BEGIN

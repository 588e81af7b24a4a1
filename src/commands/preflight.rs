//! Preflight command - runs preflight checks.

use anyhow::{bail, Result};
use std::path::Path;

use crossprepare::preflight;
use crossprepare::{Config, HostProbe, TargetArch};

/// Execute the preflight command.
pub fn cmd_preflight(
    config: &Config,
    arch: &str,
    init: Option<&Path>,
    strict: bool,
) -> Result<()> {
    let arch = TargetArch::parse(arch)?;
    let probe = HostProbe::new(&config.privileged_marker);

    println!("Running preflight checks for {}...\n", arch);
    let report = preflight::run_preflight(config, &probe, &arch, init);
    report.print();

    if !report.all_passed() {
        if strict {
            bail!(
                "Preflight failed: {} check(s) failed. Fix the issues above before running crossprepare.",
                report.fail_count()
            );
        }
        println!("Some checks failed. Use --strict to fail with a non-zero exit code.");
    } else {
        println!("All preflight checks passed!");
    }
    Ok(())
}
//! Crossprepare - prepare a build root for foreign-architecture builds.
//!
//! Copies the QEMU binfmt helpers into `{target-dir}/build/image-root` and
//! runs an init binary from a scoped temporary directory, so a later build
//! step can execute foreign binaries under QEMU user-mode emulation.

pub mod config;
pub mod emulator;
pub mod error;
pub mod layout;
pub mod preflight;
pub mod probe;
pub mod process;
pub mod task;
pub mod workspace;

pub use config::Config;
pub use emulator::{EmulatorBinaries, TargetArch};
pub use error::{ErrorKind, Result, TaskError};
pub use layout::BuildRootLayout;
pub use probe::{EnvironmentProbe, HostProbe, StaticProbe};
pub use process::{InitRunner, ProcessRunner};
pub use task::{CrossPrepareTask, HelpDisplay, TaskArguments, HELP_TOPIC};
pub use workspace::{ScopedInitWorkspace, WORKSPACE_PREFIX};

END
BEGIN

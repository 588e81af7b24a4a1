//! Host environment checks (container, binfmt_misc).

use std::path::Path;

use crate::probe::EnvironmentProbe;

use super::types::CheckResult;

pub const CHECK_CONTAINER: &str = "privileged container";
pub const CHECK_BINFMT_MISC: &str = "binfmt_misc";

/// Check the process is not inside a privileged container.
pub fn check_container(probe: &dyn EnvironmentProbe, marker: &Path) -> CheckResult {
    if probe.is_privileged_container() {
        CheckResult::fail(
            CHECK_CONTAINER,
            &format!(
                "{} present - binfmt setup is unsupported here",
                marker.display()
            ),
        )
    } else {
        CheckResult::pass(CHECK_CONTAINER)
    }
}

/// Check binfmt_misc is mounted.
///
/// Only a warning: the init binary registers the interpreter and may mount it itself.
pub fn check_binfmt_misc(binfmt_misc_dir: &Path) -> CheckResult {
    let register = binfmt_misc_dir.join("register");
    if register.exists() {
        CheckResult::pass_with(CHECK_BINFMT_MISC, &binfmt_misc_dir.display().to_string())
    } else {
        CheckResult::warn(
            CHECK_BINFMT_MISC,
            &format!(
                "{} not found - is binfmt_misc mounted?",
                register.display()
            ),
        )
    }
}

END

ABOUT THIS EXERCISE: Scan the data for the word "strict" and copy every line where it shows up.

RESPONSE AREA:
    strict: bool,
        if strict {
        println!("Some checks failed. Use --strict to fail with a non-zero exit code.");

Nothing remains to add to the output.